■ **WORK ITEM**
Each entry below should be reproduced character for character.

■ **EXERCISE MATERIALS**

//! Funding requests
//!
//! The inbound counterpart of a payment instruction: a client's intent
//! to move funds into the PSP. Creation is idempotent; the request's
//! status is advanced by reconciliation as the inbound movement is
//! confirmed by the bank.

use chrono::NaiveDate;
use paycore_core::{Amount, Currency, FundingModel, LegalEntityId, Rail, TenantId};
use paycore_storage::{FundingRequestRow, NewFundingRequest, Store};

use crate::error::{FundingError, FundingResult};

#[derive(Debug, Clone)]
pub struct NewFunding {
    pub tenant_id: TenantId,
    pub legal_entity_id: LegalEntityId,
    pub funding_model: FundingModel,
    pub rail: Rail,
    pub amount: Amount,
    pub currency: Currency,
    pub requested_settlement_date: Option<NaiveDate>,
    pub idempotency_key: String,
}

/// Funding request intake
#[derive(Clone)]
pub struct FundingRequests {
    store: Store,
}

impl FundingRequests {
    pub fn new(store: Store) -> Self {
        Self { store }
    }

    /// Create a funding request; replays return the existing row
    pub fn create(&self, new: NewFunding) -> FundingResult<(FundingRequestRow, bool)> {
        self.store.with_txn::<_, FundingError>(|txn| {
            let (row, is_new) = txn.insert_funding_request(NewFundingRequest {
                tenant_id: new.tenant_id,
                legal_entity_id: new.legal_entity_id,
                funding_model: new.funding_model,
                rail: new.rail,
                amount: new.amount,
                currency: new.currency,
                requested_settlement_date: new.requested_settlement_date,
                idempotency_key: new.idempotency_key,
            })?;
            Ok((row, is_new))
        })
    }

    pub fn get(&self, id: paycore_core::FundingRequestId) -> Option<FundingRequestRow> {
        self.store.read(|tables| tables.funding_request(id).cloned())
    }
}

■ **OUTPUT FOR THIS EXERCISE**
//! Funding requests
//!
//! The inbound counterpart of a payment instruction: a client's intent
//! to move funds into the PSP. Creation is idempotent; the request's
//! status is advanced by reconciliation as the inbound movement is
//! confirmed by the bank.

use chrono::NaiveDate;
use paycore_core::{Amount, Currency, FundingModel, LegalEntityId, Rail, TenantId};
use paycore_storage::{FundingRequestRow, NewFundingRequest, Store};

use crate::error::{FundingError, FundingResult};

#[derive(Debug, Clone)]
pub struct NewFunding {
    pub tenant_id: TenantId,
    pub legal_entity_id: LegalEntityId,
    pub funding_model: FundingModel,
    pub rail: Rail,
    pub amount: Amount,
    pub currency: Currency,
    pub requested_settlement_date: Option<NaiveDate>,
    pub idempotency_key: String,
}

/// Funding request intake
#[derive(Clone)]
pub struct FundingRequests {
    store: Store,
}

impl FundingRequests {
    pub fn new(store: Store) -> Self {
        Self { store }
    }

    /// Create a funding request; replays return the existing row
    pub fn create(&self, new: NewFunding) -> FundingResult<(FundingRequestRow, bool)> {
        self.store.with_txn::<_, FundingError>(|txn| {
            let (row, is_new) = txn.insert_funding_request(NewFundingRequest {
                tenant_id: new.tenant_id,
                legal_entity_id: new.legal_entity_id,
                funding_model: new.funding_model,
                rail: new.rail,
                amount: new.amount,
                currency: new.currency,
                requested_settlement_date: new.requested_settlement_date,
                idempotency_key: new.idempotency_key,
            })?;
            Ok((row, is_new))
        })
    }

    pub fn get(&self, id: paycore_core::FundingRequestId) -> Option<FundingRequestRow> {
        self.store.read(|tables| tables.funding_request(id).cloned())
    }
}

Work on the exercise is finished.